Wer sich noch keine Unterkunft für Ostern in der andalusischen Hauptstadt Sevilla gebucht hat, muss ein echter Glückspilz sein, um noch kurzfristig etwas zu finden. Denn Sevilla ist zur Semana Santa - den feierlichen Osterprozessionen während der Karwoche - ein Magnet für alle Andalusienfans.
Hundertausende Touristen und spanische Großfamilien kommen zusammen und wollen diese seit Jahrhunderten zelebrierten Osterumzüge, wie sie in den heiligen Städten Spaniens gefeiert werden, mit erleben. Allein nach Sevilla kommen etwa eine Million Menschen in der Osterwoche!

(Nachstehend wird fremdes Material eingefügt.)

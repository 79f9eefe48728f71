//! The one parameterized list/editor component behind every simple entity.
//!
//! An entity plugs in by naming its form ([`Resource::Draft`]), its filter
//! ([`Resource::Filter`]), how to match rows against that filter and which
//! gateway table stores it. Handlers and views are written once against this
//! trait.

use std::fmt::Debug;

use serde::de::DeserializeOwned;
use serde::Serialize;

use crate::error::AppError;
use crate::gateway::{Gateway, Table};

/// Required-field and range checks run before any gateway call.
pub trait Validate {
    fn validate(&self) -> Result<(), AppError>;
}

pub trait Resource: Clone + Debug + Serialize + Send + Sync + 'static {
    /// Form fields used to create or update a row. `Default` is the empty form.
    type Draft: Validate + Clone + Debug + Default + PartialEq + DeserializeOwned + Send + Sync + 'static;
    /// Filter fields; `Default` matches every row.
    type Filter: Default + DeserializeOwned + Send + Sync + 'static;

    /// Human name used in messages, e.g. "Customer".
    const LABEL: &'static str;

    fn id(&self) -> i64;

    /// The form as it looks when this row is loaded for editing.
    fn draft(&self) -> Self::Draft;

    fn matches(&self, filter: &Self::Filter) -> bool;

    fn table(gateway: &dyn Gateway) -> &dyn Table<Self>;
}
use serde::Serialize;
use chrono::{DateTime, Utc};

/// Credentials held by the session provider.
#[derive(Debug, Clone, sqlx::FromRow)]
pub struct Account {
    pub id: i64,
    pub email: String,
    pub password_hash: String,
    pub created_at: DateTime<Utc>,
}

/// Application-side user row, created on first sign-in.
#[derive(Debug, Clone, PartialEq, sqlx::FromRow, Serialize)]
pub struct Profile {
    pub id: i64,
    pub email: String,
    pub created_at: DateTime<Utc>,
}
use std::collections::HashMap;

use tracing::{info, instrument, warn};

use super::cart::{Cart, CartError};
use crate::error::AppError;
use crate::gateway::Gateway;
use crate::models::order::{Order, OrderPlan, OrderStatus};
use crate::models::product::Product;

#[derive(Debug, Clone, Copy, PartialEq, Eq)]
pub enum Phase {
    /// Nothing entered yet.
    Idle,
    Building,
    Submitting,
}

/// The order form: header fields, the cart and, when editing, the order being replaced.
#[derive(Debug, Clone)]
pub struct OrderComposer {
    editing: Option<i64>,
    customer_id: Option<i64>,
    description: Option<String>,
    status: OrderStatus,
    cart: Cart,
    /// Quantities the edited order already holds, per product. They count as
    /// available again when the edited order is saved.
    held: HashMap<i64, i32>,
    phase: Phase,
}

impl Default for OrderComposer {
    fn default() -> Self {
        Self::new()
    }
}

impl OrderComposer {
    pub fn new() -> Self {
        Self {
            editing: None,
            customer_id: None,
            description: None,
            status: OrderStatus::Pending,
            cart: Cart::new(),
            held: HashMap::new(),
            phase: Phase::Idle,
        }
    }

    /// Loads a stored order for editing. Lines keep their stored quantities
    /// and prices; stock is only checked again on save.
    pub fn edit(order: &Order) -> Self {
        let held = order.lines.iter().map(|l| (l.product_id, l.quantity)).collect();
        Self {
            editing: Some(order.id),
            customer_id: Some(order.customer_id),
            description: order.description.clone(),
            status: order.status,
            cart: Cart::from_lines(order.lines.clone()),
            held,
            phase: Phase::Building,
        }
    }

    fn touch(&mut self) {
        if self.phase == Phase::Idle {
            self.phase = Phase::Building;
        }
    }

    pub fn select_customer(&mut self, customer_id: Option<i64>) {
        self.customer_id = customer_id;
        self.touch();
    }

    pub fn set_description(&mut self, description: Option<String>) {
        self.description = description;
        self.touch();
    }

    pub fn set_status(&mut self, status: OrderStatus) {
        self.status = status;
        self.touch();
    }

    pub fn add_line(&mut self, product: &Product, quantity: i32) -> Result<(), CartError> {
        self.cart.add(product, quantity)?;
        self.touch();
        Ok(())
    }

    pub fn set_quantity(&mut self, product_id: i64, quantity: i32) -> Result<(), CartError> {
        self.cart.set_quantity(product_id, quantity)?;
        self.touch();
        Ok(())
    }

    pub fn remove_line(&mut self, product_id: i64) {
        self.cart.remove(product_id);
        self.touch();
    }

    /// Back to an empty create form.
    pub fn cancel(&mut self) {
        *self = Self::new();
    }

    pub fn phase(&self) -> Phase {
        self.phase
    }

    pub fn editing(&self) -> Option<i64> {
        self.editing
    }

    pub fn cart(&self) -> &Cart {
        &self.cart
    }

    pub fn total(&self) -> f64 {
        self.cart.total()
    }

    /// Checks the form against the last fetched products and produces what
    /// the gateway will write. Makes no gateway calls.
    pub fn plan(&self, products: &[Product]) -> Result<OrderPlan, AppError> {
        let customer_id = self
            .customer_id
            .ok_or_else(|| AppError::validation("Customer is required"))?;
        if self.cart.is_empty() {
            return Err(AppError::validation("Add at least one product to the order"));
        }

        for line in self.cart.lines() {
            let stock = products
                .iter()
                .find(|p| p.id == line.product_id)
                .map_or(0, |p| p.stock);
            let available = stock.saturating_add(self.held.get(&line.product_id).copied().unwrap_or(0));
            if line.quantity > available {
                return Err(AppError::validation(format!(
                    "Insufficient stock for {}",
                    line.product_name
                )));
            }
        }

        Ok(OrderPlan {
            id: self.editing,
            customer_id,
            description: self.description.clone().filter(|d| !d.trim().is_empty()),
            status: self.status,
            lines: self.cart.lines().to_vec(),
        })
    }

    /// Validates, then hands the plan to the gateway. On success the form is
    /// reset; on failure the cart is kept so the user can correct it.
    #[instrument(skip(self, gateway, products), fields(editing = ?self.editing))]
    pub async fn save(&mut self, gateway: &dyn Gateway, products: &[Product]) -> Result<Order, AppError> {
        let plan = self.plan(products)?;

        self.phase = Phase::Submitting;
        match gateway.save_order(&plan).await {
            Ok(order) => {
                info!(order_id = order.id, total = order.total(), "Order saved");
                self.cancel();
                Ok(order)
            }
            Err(e) => {
                warn!(error = %e, "Order save failed");
                self.phase = Phase::Building;
                Err(e.into())
            }
        }
    }
}

#[cfg(test)]
mod tests {
    use super::*;
    use crate::dtos::customer::CustomerDraft;
    use crate::dtos::product::ProductDraft;
    use crate::gateway::{MemoryGateway, OrderStore};

    async fn seed(gw: &MemoryGateway, stock: i32) -> (i64, Product) {
        let customer = gw
            .customers()
            .insert(&CustomerDraft { name: "Ana".into(), ..Default::default() })
            .await
            .unwrap();
        let product = gw
            .products()
            .insert(&ProductDraft {
                name: "Yerba".into(),
                price: Some(10.0),
                stock,
                category: "Almacén".into(),
                ..Default::default()
            })
            .await
            .unwrap();
        (customer.id, product)
    }

    #[test]
    fn starts_idle_and_builds_on_first_input() {
        let mut composer = OrderComposer::new();
        assert_eq!(composer.phase(), Phase::Idle);
        composer.select_customer(Some(1));
        assert_eq!(composer.phase(), Phase::Building);
    }

    #[tokio::test]
    async fn empty_cart_is_rejected_before_any_gateway_call() {
        let gw = MemoryGateway::new();
        let mut composer = OrderComposer::new();
        composer.select_customer(Some(1));

        let err = composer.save(&gw, &[]).await.unwrap_err();
        assert!(matches!(err, AppError::ValidationError(_)));
        assert_eq!(gw.operations(), 0);
    }

    #[tokio::test]
    async fn missing_customer_is_rejected_before_any_gateway_call() {
        let gw = MemoryGateway::new();
        let (_, yerba) = seed(&gw, 5).await;
        let before = gw.operations();

        let mut composer = OrderComposer::new();
        composer.add_line(&yerba, 1).unwrap();
        let err = composer.save(&gw, &[yerba]).await.unwrap_err();
        assert_eq!(err.to_string(), "Customer is required");
        assert_eq!(gw.operations(), before);
    }

    #[tokio::test]
    async fn save_decrements_stock_by_ordered_quantity() {
        let gw = MemoryGateway::new();
        let (customer_id, yerba) = seed(&gw, 10).await;

        let mut composer = OrderComposer::new();
        composer.select_customer(Some(customer_id));
        composer.add_line(&yerba, 3).unwrap();
        let order = composer.save(&gw, &[yerba.clone()]).await.unwrap();

        assert_eq!(order.total(), 30.0);
        assert_eq!(gw.products().get(yerba.id).await.unwrap().unwrap().stock, 7);
        assert_eq!(composer.phase(), Phase::Idle);
        assert!(composer.cart().is_empty());
    }

    #[tokio::test]
    async fn merged_lines_over_stock_fail_at_save_naming_the_product() {
        let gw = MemoryGateway::new();
        let (customer_id, yerba) = seed(&gw, 4).await;

        let mut composer = OrderComposer::new();
        composer.select_customer(Some(customer_id));
        composer.add_line(&yerba, 3).unwrap();
        composer.add_line(&yerba, 3).unwrap();

        let err = composer.save(&gw, &[yerba.clone()]).await.unwrap_err();
        assert_eq!(err.to_string(), "Insufficient stock for Yerba");
        assert_eq!(composer.cart().lines()[0].quantity, 6);
        assert!(gw.list_orders().await.unwrap().is_empty());
    }

    #[tokio::test]
    async fn gateway_failure_keeps_the_cart() {
        let gw = MemoryGateway::new();
        let (customer_id, yerba) = seed(&gw, 10).await;

        let mut composer = OrderComposer::new();
        composer.select_customer(Some(customer_id));
        composer.add_line(&yerba, 2).unwrap();

        gw.set_offline(true);
        assert!(composer.save(&gw, &[yerba.clone()]).await.is_err());
        assert_eq!(composer.phase(), Phase::Building);
        assert_eq!(composer.cart().lines().len(), 1);
    }

    #[tokio::test]
    async fn concurrent_saves_cannot_overdraw_stock() {
        let gw = MemoryGateway::new();
        let (customer_id, yerba) = seed(&gw, 3).await;
        let snapshot = vec![yerba.clone()];

        // Both forms validate against the same stale snapshot.
        let mut first = OrderComposer::new();
        first.select_customer(Some(customer_id));
        first.add_line(&yerba, 3).unwrap();
        let mut second = first.clone();

        let (a, b) = tokio::join!(first.save(&gw, &snapshot), second.save(&gw, &snapshot));
        assert_eq!(a.is_ok() as u8 + b.is_ok() as u8, 1);
        assert_eq!(gw.products().get(yerba.id).await.unwrap().unwrap().stock, 0);
        assert_eq!(gw.list_orders().await.unwrap().len(), 1);
    }

    #[tokio::test]
    async fn edit_rebuilds_cart_and_counts_held_quantity_as_available() {
        let gw = MemoryGateway::new();
        let (customer_id, yerba) = seed(&gw, 5).await;

        let mut composer = OrderComposer::new();
        composer.select_customer(Some(customer_id));
        composer.add_line(&yerba, 5).unwrap();
        let order = composer.save(&gw, &[yerba.clone()]).await.unwrap();

        let mut editor = OrderComposer::edit(&order);
        assert_eq!(editor.editing(), Some(order.id));
        assert_eq!(editor.cart().lines()[0].quantity, 5);
        assert_eq!(editor.total(), 50.0);

        // Stock is now 0, yet lowering the order to 4 must be allowed.
        let products = gw.products().list().await.unwrap();
        editor.set_quantity(yerba.id, 4).unwrap();
        let saved = editor.save(&gw, &products).await.unwrap();
        assert_eq!(saved.lines[0].quantity, 4);
        assert_eq!(gw.products().get(yerba.id).await.unwrap().unwrap().stock, 1);
    }

    #[test]
    fn cancel_returns_to_idle() {
        let mut composer = OrderComposer::new();
        composer.select_customer(Some(7));
        composer.set_description(Some("Urgente".into()));
        composer.cancel();
        assert_eq!(composer.phase(), Phase::Idle);
        assert!(composer.cart().is_empty());
        assert!(composer.plan(&[]).is_err());
    }
}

Warum Sevilla? Was macht die andalusische Hauptstadt zu Ostern so reizvoll?
Sevilla ist wohl die religiöseste Stadt Spaniens, wenn man seine vielen kleinen und großen Kirchen, Kapellen und die Kathedrale zusammenzählt. Mit seinen bunten, dicht besiedelten und lebendigen Stadtvierteln, wo die Nachbarn und Gemeinden größten Wert auf ihre liebevoll verehrten Heiligenfiguren legen, ist Ostern das wichtigste Fest im Jahr.
In den Seitenstraßen von Macarena findet man viele christliche Bruderschaften oder Kirchengemeinden, wo die Heiligenfiguren das ganze Jahr aufbewahrt und nun mitsamt ihrem Thron heraus auf die Straßen getragen werden. Zur Karwoche ist es endlich wieder soweit und der große Auftritt naht!
Während der Semana Santa wird jede Kirchgemeinde (Hermandad) in einer feierlichen Prozession ihre spezielle Heiligenfigur durch die Innenstadt tragen. Dem Thron folgen dabei die sogenannten Nazarenos, das sind Gemeindemitglieder, die mit spitzen Hüte und Büßergewändern umherlaufen und ein wenig an Kostüme des Klu-Klux-Klan erinnern. Sie sind wohl die auffälligsten Prozessionsmitglieder und ihre Verkleidung hat religiöse Motive.
Wer als Büßer bei der Prozession auftritt, will nicht erkannt werden und verdeckt sein Gesicht. Stundenlang prozessieren diese Gruppen aus Männern, Frauen und Kindern an mehreren Tagen im rhythmischen Gleichschritt hinter den zwei oder drei pasos (Thronen) hinterher. Die größten Hermandades bestehen aus bis zu 3000 Nazarenos.
Video von den Osterprozessionen in Sevilla
Die Figuren auf den Thronen sind verblüffend lebendig wirkende Statuen von Maria oder Jesus und auch bekannte Märtyrer aus der Bibel. Diese kunstvoll geschnitzten und bemalten Figuren sind echte Kunstwerke und zählen zu den Kulturschätzen der andalusischen Hauptstadt. Entsprechend vorsichtig und liebevoll wie Familienmitglieder werden sie behandelt.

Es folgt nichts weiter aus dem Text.